What is required
All lines of the material must be output verbatim.
** Opening Input data block **
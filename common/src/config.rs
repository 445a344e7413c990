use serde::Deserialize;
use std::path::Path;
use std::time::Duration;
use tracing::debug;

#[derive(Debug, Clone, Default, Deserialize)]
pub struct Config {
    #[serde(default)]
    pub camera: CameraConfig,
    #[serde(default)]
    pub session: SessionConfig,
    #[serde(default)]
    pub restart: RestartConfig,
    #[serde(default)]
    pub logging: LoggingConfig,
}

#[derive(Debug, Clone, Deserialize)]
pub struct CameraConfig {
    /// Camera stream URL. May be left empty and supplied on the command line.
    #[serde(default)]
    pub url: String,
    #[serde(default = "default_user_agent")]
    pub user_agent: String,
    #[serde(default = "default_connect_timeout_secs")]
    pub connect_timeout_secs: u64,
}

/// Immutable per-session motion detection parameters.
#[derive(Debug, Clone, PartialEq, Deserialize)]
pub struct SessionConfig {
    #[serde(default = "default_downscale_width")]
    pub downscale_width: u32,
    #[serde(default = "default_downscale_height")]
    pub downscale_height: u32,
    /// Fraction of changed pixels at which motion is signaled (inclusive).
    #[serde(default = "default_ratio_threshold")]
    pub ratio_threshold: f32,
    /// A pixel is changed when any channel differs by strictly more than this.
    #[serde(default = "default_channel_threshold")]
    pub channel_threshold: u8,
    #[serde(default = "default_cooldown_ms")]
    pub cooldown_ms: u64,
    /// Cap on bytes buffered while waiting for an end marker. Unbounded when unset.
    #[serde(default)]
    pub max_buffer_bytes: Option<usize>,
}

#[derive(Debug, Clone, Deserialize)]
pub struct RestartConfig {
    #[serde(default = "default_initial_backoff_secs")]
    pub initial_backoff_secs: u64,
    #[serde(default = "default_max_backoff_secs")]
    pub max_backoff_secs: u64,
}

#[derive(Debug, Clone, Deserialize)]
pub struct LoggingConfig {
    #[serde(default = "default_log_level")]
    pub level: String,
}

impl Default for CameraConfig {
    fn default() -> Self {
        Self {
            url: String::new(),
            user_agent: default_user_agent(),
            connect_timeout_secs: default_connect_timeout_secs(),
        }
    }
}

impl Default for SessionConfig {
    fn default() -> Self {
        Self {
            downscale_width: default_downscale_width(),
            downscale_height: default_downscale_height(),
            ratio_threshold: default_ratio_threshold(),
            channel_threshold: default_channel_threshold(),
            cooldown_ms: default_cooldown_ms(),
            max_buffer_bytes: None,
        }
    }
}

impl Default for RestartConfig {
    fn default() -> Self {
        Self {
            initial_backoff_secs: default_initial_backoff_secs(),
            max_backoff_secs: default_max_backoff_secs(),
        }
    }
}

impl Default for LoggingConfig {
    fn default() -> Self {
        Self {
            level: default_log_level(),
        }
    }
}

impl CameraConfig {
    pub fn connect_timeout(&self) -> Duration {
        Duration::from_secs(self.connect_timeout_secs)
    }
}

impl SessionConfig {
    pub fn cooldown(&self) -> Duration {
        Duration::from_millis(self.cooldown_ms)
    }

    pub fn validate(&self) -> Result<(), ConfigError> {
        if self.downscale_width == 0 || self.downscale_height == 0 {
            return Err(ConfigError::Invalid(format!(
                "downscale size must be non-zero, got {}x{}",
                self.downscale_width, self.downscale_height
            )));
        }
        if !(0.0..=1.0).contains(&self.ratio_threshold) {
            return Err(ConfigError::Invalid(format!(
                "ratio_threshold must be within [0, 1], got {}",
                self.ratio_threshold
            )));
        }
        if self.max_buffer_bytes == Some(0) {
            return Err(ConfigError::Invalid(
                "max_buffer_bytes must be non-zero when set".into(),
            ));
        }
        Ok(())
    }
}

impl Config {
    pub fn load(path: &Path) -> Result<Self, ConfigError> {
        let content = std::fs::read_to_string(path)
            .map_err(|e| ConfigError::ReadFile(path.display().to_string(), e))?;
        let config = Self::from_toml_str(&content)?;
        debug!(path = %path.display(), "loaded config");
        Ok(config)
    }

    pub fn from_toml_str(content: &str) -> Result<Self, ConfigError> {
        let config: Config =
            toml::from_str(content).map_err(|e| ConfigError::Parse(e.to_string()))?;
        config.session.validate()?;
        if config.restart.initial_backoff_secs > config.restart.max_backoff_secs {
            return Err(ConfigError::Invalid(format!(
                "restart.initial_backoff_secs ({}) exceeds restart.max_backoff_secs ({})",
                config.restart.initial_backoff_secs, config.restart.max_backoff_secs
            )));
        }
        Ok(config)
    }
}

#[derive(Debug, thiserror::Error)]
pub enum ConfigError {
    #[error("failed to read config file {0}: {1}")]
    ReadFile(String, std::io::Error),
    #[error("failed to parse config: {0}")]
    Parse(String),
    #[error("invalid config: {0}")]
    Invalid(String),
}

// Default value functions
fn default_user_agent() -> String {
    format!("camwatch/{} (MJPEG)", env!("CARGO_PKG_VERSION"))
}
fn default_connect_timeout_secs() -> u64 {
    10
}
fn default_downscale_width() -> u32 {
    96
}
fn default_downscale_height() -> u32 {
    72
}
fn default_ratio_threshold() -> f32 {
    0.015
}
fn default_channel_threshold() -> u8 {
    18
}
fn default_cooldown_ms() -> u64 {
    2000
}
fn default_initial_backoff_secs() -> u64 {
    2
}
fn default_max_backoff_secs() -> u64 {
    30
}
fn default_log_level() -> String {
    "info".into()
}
** Closing Input data block **
Exercise result
filename common/src/config.rs
repository 445a344e7413c990
use serde::Deserialize;
use std::path::Path;
use std::time::Duration;
use tracing::debug;

#[derive(Debug, Clone, Default, Deserialize)]
pub struct Config {
    #[serde(default)]
    pub camera: CameraConfig,
    #[serde(default)]
    pub session: SessionConfig,
    #[serde(default)]
    pub restart: RestartConfig,
    #[serde(default)]
    pub logging: LoggingConfig,
}

#[derive(Debug, Clone, Deserialize)]
pub struct CameraConfig {
    /// Camera stream URL. May be left empty and supplied on the command line.
    #[serde(default)]
    pub url: String,
    #[serde(default = "default_user_agent")]
    pub user_agent: String,
    #[serde(default = "default_connect_timeout_secs")]
    pub connect_timeout_secs: u64,
}

/// Immutable per-session motion detection parameters.
#[derive(Debug, Clone, PartialEq, Deserialize)]
pub struct SessionConfig {
    #[serde(default = "default_downscale_width")]
    pub downscale_width: u32,
    #[serde(default = "default_downscale_height")]
    pub downscale_height: u32,
    /// Fraction of changed pixels at which motion is signaled (inclusive).
    #[serde(default = "default_ratio_threshold")]
    pub ratio_threshold: f32,
    /// A pixel is changed when any channel differs by strictly more than this.
    #[serde(default = "default_channel_threshold")]
    pub channel_threshold: u8,
    #[serde(default = "default_cooldown_ms")]
    pub cooldown_ms: u64,
    /// Cap on bytes buffered while waiting for an end marker. Unbounded when unset.
    #[serde(default)]
    pub max_buffer_bytes: Option<usize>,
}

#[derive(Debug, Clone, Deserialize)]
pub struct RestartConfig {
    #[serde(default = "default_initial_backoff_secs")]
    pub initial_backoff_secs: u64,
    #[serde(default = "default_max_backoff_secs")]
    pub max_backoff_secs: u64,
}

#[derive(Debug, Clone, Deserialize)]
pub struct LoggingConfig {
    #[serde(default = "default_log_level")]
    pub level: String,
}

impl Default for CameraConfig {
    fn default() -> Self {
        Self {
            url: String::new(),
            user_agent: default_user_agent(),
            connect_timeout_secs: default_connect_timeout_secs(),
        }
    }
}

impl Default for SessionConfig {
    fn default() -> Self {
        Self {
            downscale_width: default_downscale_width(),
            downscale_height: default_downscale_height(),
            ratio_threshold: default_ratio_threshold(),
            channel_threshold: default_channel_threshold(),
            cooldown_ms: default_cooldown_ms(),
            max_buffer_bytes: None,
        }
    }
}

impl Default for RestartConfig {
    fn default() -> Self {
        Self {
            initial_backoff_secs: default_initial_backoff_secs(),
            max_backoff_secs: default_max_backoff_secs(),
        }
    }
}

impl Default for LoggingConfig {
    fn default() -> Self {
        Self {
            level: default_log_level(),
        }
    }
}

impl CameraConfig {
    pub fn connect_timeout(&self) -> Duration {
        Duration::from_secs(self.connect_timeout_secs)
    }
}

impl SessionConfig {
    pub fn cooldown(&self) -> Duration {
        Duration::from_millis(self.cooldown_ms)
    }

    pub fn validate(&self) -> Result<(), ConfigError> {
        if self.downscale_width == 0 || self.downscale_height == 0 {
            return Err(ConfigError::Invalid(format!(
                "downscale size must be non-zero, got {}x{}",
                self.downscale_width, self.downscale_height
            )));
        }
        if !(0.0..=1.0).contains(&self.ratio_threshold) {
            return Err(ConfigError::Invalid(format!(
                "ratio_threshold must be within [0, 1], got {}",
                self.ratio_threshold
            )));
        }
        if self.max_buffer_bytes == Some(0) {
            return Err(ConfigError::Invalid(
                "max_buffer_bytes must be non-zero when set".into(),
            ));
        }
        Ok(())
    }
}

impl Config {
    pub fn load(path: &Path) -> Result<Self, ConfigError> {
        let content = std::fs::read_to_string(path)
            .map_err(|e| ConfigError::ReadFile(path.display().to_string(), e))?;
        let config = Self::from_toml_str(&content)?;
        debug!(path = %path.display(), "loaded config");
        Ok(config)
    }

    pub fn from_toml_str(content: &str) -> Result<Self, ConfigError> {
        let config: Config =
            toml::from_str(content).map_err(|e| ConfigError::Parse(e.to_string()))?;
        config.session.validate()?;
        if config.restart.initial_backoff_secs > config.restart.max_backoff_secs {
            return Err(ConfigError::Invalid(format!(
                "restart.initial_backoff_secs ({}) exceeds restart.max_backoff_secs ({})",
                config.restart.initial_backoff_secs, config.restart.max_backoff_secs
            )));
        }
        Ok(config)
    }
}

#[derive(Debug, thiserror::Error)]
pub enum ConfigError {
    #[error("failed to read config file {0}: {1}")]
    ReadFile(String, std::io::Error),
    #[error("failed to parse config: {0}")]
    Parse(String),
    #[error("invalid config: {0}")]
    Invalid(String),
}

// Default value functions
fn default_user_agent() -> String {
    format!("camwatch/{} (MJPEG)", env!("CARGO_PKG_VERSION"))
}
fn default_connect_timeout_secs() -> u64 {
    10
}
fn default_downscale_width() -> u32 {
    96
}
fn default_downscale_height() -> u32 {
    72
}
fn default_ratio_threshold() -> f32 {
    0.015
}
fn default_channel_threshold() -> u8 {
    18
}
fn default_cooldown_ms() -> u64 {
    2000
}
fn default_initial_backoff_secs() -> u64 {
    2
}
fn default_max_backoff_secs() -> u64 {
    30
}
fn default_log_level() -> String {
    "info".into()
}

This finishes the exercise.